A delegação das TFPs, 11 membros, parte de Bruxelas pela manhã, em vôo da Lufthansa. Após escala em Frankfurt, chega a Moscou às 18.05 hs. O grupo viaja como convidado oficial do Parlamento da Lituânia. Aguardam no aeroporto moscovita, entre outros, o deputado Antanas Racas, membro da Comissão de Relações Exteriores do Parlamento lituano; representantes do International Lithuanian Center (Centro Internacional Lituano); e uma equipe da TV lituana.

O deputado Racas declara que a situação na Lituânia é tensa e a chegada da delegação, providencial.

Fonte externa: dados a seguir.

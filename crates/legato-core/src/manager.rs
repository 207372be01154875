//! Stream manager contract.
//!
//! The stream manager is the engine-side owner of devices and file requests.
//! A low-level I/O hook plugs into it twice: as the [`FileLocationResolver`]
//! that turns references into open descriptors, and as the
//! [`IoHookDeferred`] device that services transfers.

use crate::device::{DeviceDescription, DeviceId, DeviceSettings};
use crate::error::{Result, SubmitResult};
use crate::file::{FileDescriptor, FileReference, FileSystemFlags, OpenMode};
use crate::transfer::{IoHeuristics, TransferId, TransferInfo};
use std::sync::Arc;

/// Resolves file references into open descriptors.
pub trait FileLocationResolver: Send + Sync {
    fn open(
        &self,
        reference: &FileReference,
        mode: OpenMode,
        flags: Option<&FileSystemFlags>,
    ) -> Result<FileDescriptor>;
}

/// Deferred I/O device.
///
/// Reads are accepted immediately and complete later through the transfer's
/// callback. None of these calls block on the read path.
pub trait IoHookDeferred: Send + Sync {
    fn read(
        &self,
        desc: &FileDescriptor,
        heuristics: &IoHeuristics,
        transfer: TransferInfo,
    ) -> SubmitResult<TransferId>;

    fn write(
        &self,
        desc: &FileDescriptor,
        heuristics: &IoHeuristics,
        transfer: TransferInfo,
    ) -> SubmitResult<()>;

    /// Best-effort cancellation. The device clears `cancel_all` when it only
    /// cancelled the named transfer.
    fn cancel(&self, desc: &FileDescriptor, transfer: TransferId, cancel_all: &mut bool);

    fn close(&self, desc: FileDescriptor) -> Result<()>;

    fn block_size(&self, desc: &FileDescriptor) -> u32;

    fn device_description(&self) -> DeviceDescription;

    /// Custom profiling value.
    fn device_data(&self) -> u32;
}

/// Point in the audio cycle where a global callback runs.
#[derive(Debug, Clone, Copy, PartialEq, Eq, Hash)]
pub enum CallbackLocation {
    BeginRender,
    EndRender,
}

/// Registration handle for a global callback.
#[derive(Debug, Clone, Copy, PartialEq, Eq, Hash)]
pub struct CallbackId(pub u64);

pub type GlobalCallback = Arc<dyn Fn() + Send + Sync>;

/// Process-wide callbacks fired once per audio cycle.
pub trait GlobalCallbacks: Send + Sync {
    fn register_global_callback(
        &self,
        location: CallbackLocation,
        callback: GlobalCallback,
    ) -> Result<CallbackId>;

    fn unregister_global_callback(&self, id: CallbackId);
}

/// Engine-side stream manager.
pub trait StreamManager: Send + Sync {
    fn file_location_resolver(&self) -> Option<Arc<dyn FileLocationResolver>>;

    fn set_file_location_resolver(&self, resolver: Option<Arc<dyn FileLocationResolver>>);

    /// Returns [`DeviceId::INVALID`] on failure.
    fn create_device(&self, settings: &DeviceSettings, hook: Arc<dyn IoHookDeferred>) -> DeviceId;

    fn destroy_device(&self, device: DeviceId);

    /// Current content language; empty when none is set.
    fn current_language(&self) -> String;
}

/// True if `resolver` is the object at `candidate`.
pub fn is_same_resolver<T>(resolver: &Arc<dyn FileLocationResolver>, candidate: &T) -> bool {
    Arc::as_ptr(resolver) as *const () == candidate as *const T as *const ()
}
#[cfg(test)]
mod tests {
    use super::*;
    use crate::backend::ReadResult;
    use crate::metrics::TransferMetrics;
    use std::io::Write;
    use std::time::Duration;

    fn asset(bytes: &[u8]) -> tempfile::NamedTempFile {
        let mut tmp = tempfile::NamedTempFile::new().unwrap();
        tmp.write_all(bytes).unwrap();
        tmp.flush().unwrap();
        tmp
    }

    fn wait_ready(request: &LegacyRequest) {
        for _ in 0..500 {
            if request.is_ready() {
                return;
            }
            thread::sleep(Duration::from_millis(2));
        }
        panic!("legacy request never became ready");
    }

    #[test]
    fn test_load_data_reads_and_caches_handle() {
        let tmp = asset(b"legacy bytes");
        let system = LegacyIoSystem::start(1).unwrap();

        let request = LegacyRequest::new(tmp.path(), vec![0u8; 5]);
        let index = system.load_data(&request, 7, 5);
        assert_ne!(index, 0);
        assert_eq!(request.index(), index);

        wait_ready(&request);
        let outcome = request.take_outcome().unwrap();
        assert_eq!(outcome.result, ReadResult::Completed(5));
        assert_eq!(outcome.buffer, b"bytes");
        assert_eq!(system.cached_handles(), 1);

        system.hint_done_with_file(tmp.path());
        assert_eq!(system.cached_handles(), 0);
    }

    #[test]
    fn test_missing_file_fails_request() {
        let dir = tempfile::tempdir().unwrap();
        let system = LegacyIoSystem::start(1).unwrap();

        let request = LegacyRequest::new(dir.path().join("gone.wem"), vec![0u8; 4]);
        system.load_data(&request, 0, 4);
        wait_ready(&request);
        let outcome = request.take_outcome().unwrap();
        assert_eq!(outcome.result, ReadResult::Failed(std::io::ErrorKind::NotFound));
        assert_eq!(outcome.buffer.len(), 4);
    }

    #[test]
    fn test_cancel_before_start() {
        let system = LegacyIoSystem::start(1).unwrap();
        let request = LegacyRequest::new("queued.wem", vec![0u8; 4]);

        // Never submitted, so still queued.
        assert!(system.cancel_request(&request));
        assert!(request.is_ready());
        let outcome = request.take_outcome().unwrap();
        assert_eq!(outcome.result, ReadResult::Cancelled);
        assert_eq!(outcome.buffer.len(), 4);

        // Second cancel is a no-op.
        assert!(!system.cancel_request(&request));
    }

    #[test]
    fn test_load_after_shutdown_is_refused() {
        let system = LegacyIoSystem::start(1).unwrap();
        system.shutdown();
        let request = LegacyRequest::new("x", vec![0u8; 4]);
        assert_eq!(system.load_data(&request, 0, 4), 0);
        assert_eq!(request.take_buffer().map(|b| b.len()), Some(4));
    }

    #[test]
    fn test_backend_cancel_clears_cancel_all() {
        let tmp = asset(b"abcd");
        let backend = LegacyBackend::new(1).unwrap();
        let pool = Arc::new(TransferPool::new(2, Arc::new(TransferMetrics::new())));
        let param = backend.open_read(tmp.path()).unwrap();

        let id = backend
            .read(&pool, &param, TransferInfo::new(vec![0u8; 4], 0))
            .unwrap();

        let mut cancel_all = true;
        backend.cancel(&pool, &param, id, &mut cancel_all);
        assert!(!cancel_all);

        // Either cancelled in the queue or already read; the pump sees one result.
        let ready = (0..500)
            .find_map(|_| {
                let ready = pool.collect_ready(|_| true);
                if ready.is_empty() {
                    thread::sleep(Duration::from_millis(2));
                    None
                } else {
                    Some(ready)
                }
            })
            .expect("legacy read never became ready");
        assert_eq!(ready.len(), 1);
        assert!(matches!(
            ready[0].result(),
            ReadResult::Cancelled | ReadResult::Completed(4)
        ));

        // Unknown transfer leaves the flag alone.
        let mut cancel_all = true;
        backend.cancel(&pool, &param, id, &mut cancel_all);
        assert!(cancel_all);
    }

    #[test]
    fn test_backend_read_after_shutdown_returns_transfer() {
        let tmp = asset(b"abcd");
        let backend = LegacyBackend::new(1).unwrap();
        backend.system().shutdown();
        let pool = Arc::new(TransferPool::new(1, Arc::new(TransferMetrics::new())));
        let param = backend.open_read(tmp.path()).unwrap();

        let rejected = backend
            .read(&pool, &param, TransferInfo::new(vec![0u8; 4], 0).cookie(8))
            .unwrap_err();
        assert!(!rejected.is_transient());
        assert_eq!(rejected.transfer.cookie, 8);
        assert_eq!(rejected.transfer.buffer.len(), 4);
        assert_eq!(pool.in_flight(), 0);
    }

    #[test]
    fn test_cancel_ignores_transfer_of_other_file() {
        let first = asset(b"first file");
        let second = asset(b"second file");
        let backend = LegacyBackend::new(1).unwrap();
        let pool = Arc::new(TransferPool::new(2, Arc::new(TransferMetrics::new())));
        let first_param = backend.open_read(first.path()).unwrap();
        let second_param = backend.open_read(second.path()).unwrap();

        let id = backend
            .read(&pool, &first_param, TransferInfo::new(vec![0u8; 4], 0))
            .unwrap();

        let mut cancel_all = true;
        backend.cancel(&pool, &second_param, id, &mut cancel_all);
        assert!(cancel_all);

        // The read runs to completion instead of being cancelled.
        let ready = (0..500)
            .find_map(|_| {
                let ready = pool.collect_ready(|_| true);
                if ready.is_empty() {
                    thread::sleep(Duration::from_millis(2));
                    None
                } else {
                    Some(ready)
                }
            })
            .expect("legacy read never became ready");
        assert_eq!(ready[0].result(), &ReadResult::Completed(4));
    }

    #[test]
    fn test_drain_finishes_queued_reads() {
        let tmp = asset(b"drained bytes");
        let backend = LegacyBackend::new(1).unwrap();
        let pool = Arc::new(TransferPool::new(4, Arc::new(TransferMetrics::new())));
        let param = backend.open_read(tmp.path()).unwrap();

        for i in 0..3u64 {
            backend
                .read(&pool, &param, TransferInfo::new(vec![0u8; 4], i * 4))
                .unwrap();
        }
        backend.drain(&pool);

        let ready = pool.collect_ready(|_| true);
        assert_eq!(ready.len(), 3);
        assert!(ready
            .iter()
            .all(|t| matches!(t.result(), ReadResult::Completed(4))));
        assert_eq!(pool.in_flight(), 0);
    }
}
//! Logical file references and open file descriptors.

use crate::device::DeviceId;
use serde::{Deserialize, Serialize};
use std::any::Any;
use std::fmt;

/// Numeric content identifier.
pub type FileId = u32;

/// Content owner tag for files produced by the engine's own authoring pipeline.
pub const OWNER_ENGINE: u32 = 0;

/// Content owner tag for externally sourced files managed by the engine.
pub const OWNER_ENGINE_EXTERNAL: u32 = 1;

/// Codec tag marking a sound bank.
pub const CODEC_BANK: u32 = 0;

/// Reference to a file, either by name or by content ID.
#[derive(Debug, Clone, PartialEq, Eq, Hash)]
pub enum FileReference {
    Name(String),
    Id(FileId),
}

impl From<&str> for FileReference {
    fn from(name: &str) -> Self {
        FileReference::Name(name.to_owned())
    }
}

impl From<String> for FileReference {
    fn from(name: String) -> Self {
        FileReference::Name(name)
    }
}

impl From<FileId> for FileReference {
    fn from(id: FileId) -> Self {
        FileReference::Id(id)
    }
}

impl fmt::Display for FileReference {
    fn fmt(&self, f: &mut fmt::Formatter<'_>) -> fmt::Result {
        match self {
            FileReference::Name(name) => f.write_str(name),
            FileReference::Id(id) => write!(f, "#{}", id),
        }
    }
}

/// Kind of content a file holds, derived from its codec tag.
#[derive(Debug, Clone, Copy, PartialEq, Eq, Hash, Serialize, Deserialize)]
pub enum ContentType {
    /// Sound bank (`.bnk`).
    Bank,
    /// Streamed media (`.wem`).
    Media,
}

impl ContentType {
    pub fn from_codec(codec_id: u32) -> Self {
        if codec_id == CODEC_BANK {
            ContentType::Bank
        } else {
            ContentType::Media
        }
    }

    /// File extension, without the leading dot.
    pub fn extension(self) -> &'static str {
        match self {
            ContentType::Bank => "bnk",
            ContentType::Media => "wem",
        }
    }
}

/// Flags accompanying an open request.
#[derive(Debug, Clone, Copy, PartialEq, Eq, Hash, Default, Serialize, Deserialize)]
pub struct FileSystemFlags {
    pub company_id: u32,
    pub codec_id: u32,
    pub is_language_specific: bool,
}

impl FileSystemFlags {
    pub fn new(company_id: u32, codec_id: u32) -> Self {
        Self {
            company_id,
            codec_id,
            is_language_specific: false,
        }
    }

    /// Flags for a bank owned by the engine.
    pub fn bank() -> Self {
        Self::new(OWNER_ENGINE, CODEC_BANK)
    }

    /// Flags for streamed media owned by the engine.
    pub fn media(codec_id: u32) -> Self {
        Self::new(OWNER_ENGINE, codec_id)
    }

    pub fn language_specific(mut self, yes: bool) -> Self {
        self.is_language_specific = yes;
        self
    }

    pub fn content_type(&self) -> ContentType {
        ContentType::from_codec(self.codec_id)
    }

    pub fn is_recognized_owner(&self) -> bool {
        self.company_id == OWNER_ENGINE || self.company_id == OWNER_ENGINE_EXTERNAL
    }
}

/// File open mode.
#[derive(Debug, Clone, Copy, PartialEq, Eq, Hash, Serialize, Deserialize)]
pub enum OpenMode {
    Read,
    Write,
    WriteOverwrite,
    ReadWrite,
}

impl OpenMode {
    #[inline]
    pub fn is_write(self) -> bool {
        matches!(self, OpenMode::Write | OpenMode::WriteOverwrite)
    }
}

/// Open file as seen by the stream manager.
///
/// `custom_param` is owned by the device that opened the file; the stream
/// manager must treat it as opaque. Closing consumes the descriptor, so it
/// cannot be touched afterwards.
pub struct FileDescriptor {
    pub device_id: DeviceId,
    pub file_size: u64,
    pub sector: u32,
    /// True if the open completed synchronously (write opens always do).
    pub opened_synchronously: bool,
    pub custom_param: Option<Box<dyn Any + Send + Sync>>,
}

impl FileDescriptor {
    /// Clean descriptor for a device: no size, no custom block.
    pub fn new(device_id: DeviceId) -> Self {
        Self {
            device_id,
            file_size: 0,
            sector: 0,
            opened_synchronously: false,
            custom_param: None,
        }
    }

    /// Borrow the custom block as a concrete type.
    pub fn custom<T: Any>(&self) -> Option<&T> {
        self.custom_param.as_ref().and_then(|p| p.downcast_ref::<T>())
    }

    /// Take the custom block out as a concrete type.
    ///
    /// Leaves the block in place if it has a different type.
    pub fn take_custom<T: Any>(&mut self) -> Option<Box<T>> {
        match self.custom_param.take() {
            Some(param) => match param.downcast::<T>() {
                Ok(typed) => Some(typed),
                Err(other) => {
                    self.custom_param = Some(other);
                    None
                }
            },
            None => None,
        }
    }
}

impl fmt::Debug for FileDescriptor {
    fn fmt(&self, f: &mut fmt::Formatter<'_>) -> fmt::Result {
        f.debug_struct("FileDescriptor")
            .field("device_id", &self.device_id)
            .field("file_size", &self.file_size)
            .field("sector", &self.sector)
            .field("opened_synchronously", &self.opened_synchronously)
            .field("has_custom_param", &self.custom_param.is_some())
            .finish()
    }
}
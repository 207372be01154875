//! Deferred asynchronous streaming I/O.
//!
//! Connects an audio engine's stream manager to the filesystem:
//!
//! - **Path resolution**: file names and numeric content IDs become paths
//!   under a configurable base directory, optionally under a language folder
//! - **Transfer pool**: a fixed set of slots bounding reads in flight
//! - **Backends**: native async file handles, or a legacy queued worker
//!   system observed through readiness counters
//! - **Completion pump**: fires transfer callbacks on the caller's thread,
//!   never on an I/O thread
//!
//! # Example
//!
//! ```ignore
//! use legato_stream::{DeferredIoHook, HookConfig, LocalStreamManager};
//!
//! let manager = Arc::new(LocalStreamManager::new());
//! let hook = DeferredIoHook::builder(manager.clone())
//!     .global_callbacks(manager.clone())
//!     .config(HookConfig::default().base_path("/assets"))
//!     .build()?;
//! hook.init(&DeviceSettings::default())?;
//!
//! let desc = manager.open(&"Init.bnk".into(), OpenMode::Read, None)?;
//! hook.read(&desc, &IoHeuristics::default(), TransferInfo::new(vec![0; 4096], 0))?;
//! manager.run_cycle(); // callbacks fire here
//! ```

pub mod backend;
pub mod config;
mod device;
pub mod hook;
pub mod host;
pub mod metrics;
pub mod pool;
pub mod pump;
pub mod resolver;

pub use backend::{create_backend, IoBackend, ReadOutcome, ReadParam, ReadResult};
pub use config::{BackendKind, HookConfig, DEFAULT_MAX_PATH_LEN};
pub use hook::{DeferredIoHook, DeferredIoHookBuilder};
pub use host::LocalStreamManager;
pub use metrics::{TransferMetrics, TransferMetricsSnapshot};
pub use pool::{SlotState, TransferPool};
pub use pump::CompletionPump;
pub use resolver::PathResolver;
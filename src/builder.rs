//! Builder for configuring and constructing a `StreamingSystem`.

use crate::{Result, StreamingSystem};
use legato_core::DeviceSettings;
use legato_stream::{BackendKind, DeferredIoHook, HookConfig, LocalStreamManager};
use std::path::{Path, PathBuf};
use std::sync::Arc;

/// Wires a [`LocalStreamManager`] and a [`DeferredIoHook`] together and
/// creates the streaming device.
///
/// # Example
///
/// ```ignore
/// use legato::prelude::*;
///
/// let system = StreamingSystem::builder()
///     .base_path("/assets")
///     .language("en")
///     .pool_capacity(16)
///     .build()?;
/// ```
pub struct StreamingSystemBuilder {
    config: HookConfig,
    language: String,
    settings: DeviceSettings,
}

impl Default for StreamingSystemBuilder {
    fn default() -> Self {
        Self {
            config: HookConfig::default(),
            language: String::new(),
            settings: DeviceSettings::default(),
        }
    }
}

impl StreamingSystemBuilder {
    /// Start from a TOML hook configuration file.
    pub fn from_config_file(path: impl AsRef<Path>) -> Result<Self> {
        let source = std::fs::read_to_string(path)?;
        let config: HookConfig = toml::from_str(&source)?;
        Ok(Self::default().config(config))
    }

    /// Replace the whole hook configuration.
    pub fn config(mut self, config: HookConfig) -> Self {
        self.config = config;
        self
    }

    pub fn base_path(mut self, path: impl Into<PathBuf>) -> Self {
        self.config.base_path = Some(path.into());
        self
    }

    /// Default: 32
    pub fn pool_capacity(mut self, capacity: usize) -> Self {
        self.config.pool_capacity = capacity;
        self
    }

    /// Default: detected from platform
    pub fn backend(mut self, backend: BackendKind) -> Self {
        self.config.backend = backend;
        self
    }

    /// Default: 2
    pub fn io_threads(mut self, threads: usize) -> Self {
        self.config.io_threads = threads;
        self
    }

    pub fn device_name(mut self, name: impl Into<String>) -> Self {
        self.config.device_name = name.into();
        self
    }

    /// Language folder for language-specific files. Default: none
    pub fn language(mut self, language: impl Into<String>) -> Self {
        self.language = language.into();
        self
    }

    pub fn device_settings(mut self, settings: DeviceSettings) -> Self {
        self.settings = settings;
        self
    }

    pub fn build(self) -> Result<StreamingSystem> {
        let manager = Arc::new(LocalStreamManager::new());
        manager.set_language(self.language);

        let hook = DeferredIoHook::builder(manager.clone())
            .global_callbacks(manager.clone())
            .config(self.config)
            .build()?;

        let device_id = match hook.init(&self.settings) {
            Ok(id) => id,
            Err(e) => {
                tracing::error!("Streaming device init failed: {}", e);
                hook.term();
                return Err(e.into());
            }
        };

        tracing::info!(
            "Streaming system ready ({:?} backend, {} slots)",
            hook.backend_kind(),
            hook.pool().capacity()
        );
        Ok(StreamingSystem::new(manager, hook, device_id))
    }
}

Na sala VIP, reservada para a Nomenklatura (altos funcionários do regime comunista), a delegação é recebida pela primeira ministra lituana Kasimiera Prunskiene, que acaba de chegar do Exterior. Dirige ela, em português, palavras de boas-vindas e, em seguida, pronuncia um discurso em alemão sobre o delicado relacionamento político entre a Lituânia e o Kremlin.

Durante o jantar, na embaixada lituana em Moscou, chega o presidente da Comissão de Relações Exteriores do Parlamento da Lituânia, deputado Emanuellis Zingeris, procedente de Vilnius, trazendo uma mensagem de boas-vindas do Presidente daquela nação, Vytautas Landsbergis. O deputado agradece a presença da delegação, em um momento crucial para seu país.

À meia-noite, o Presidente Landsbergis procura por telefone o Dr. Caio Vidigal Xavier da Silveira, presidente da delegação das TFPs, a fim de cumprimentá-lo e agradecer a visita. Manifesta seu desejo de receber a delegação em Vilnius, sede de seu Governo. 

3-12-90 - No avião presidencial

Pela manhã, novo telefonema do Presidente Vytautas para Dr. Caio V. Xavier da Silveira, comunicando-lhe que enviará a Moscou o avião presidencial, a fim de trasladar a delegação a Vilnius. O vôo fica combinado para a noite.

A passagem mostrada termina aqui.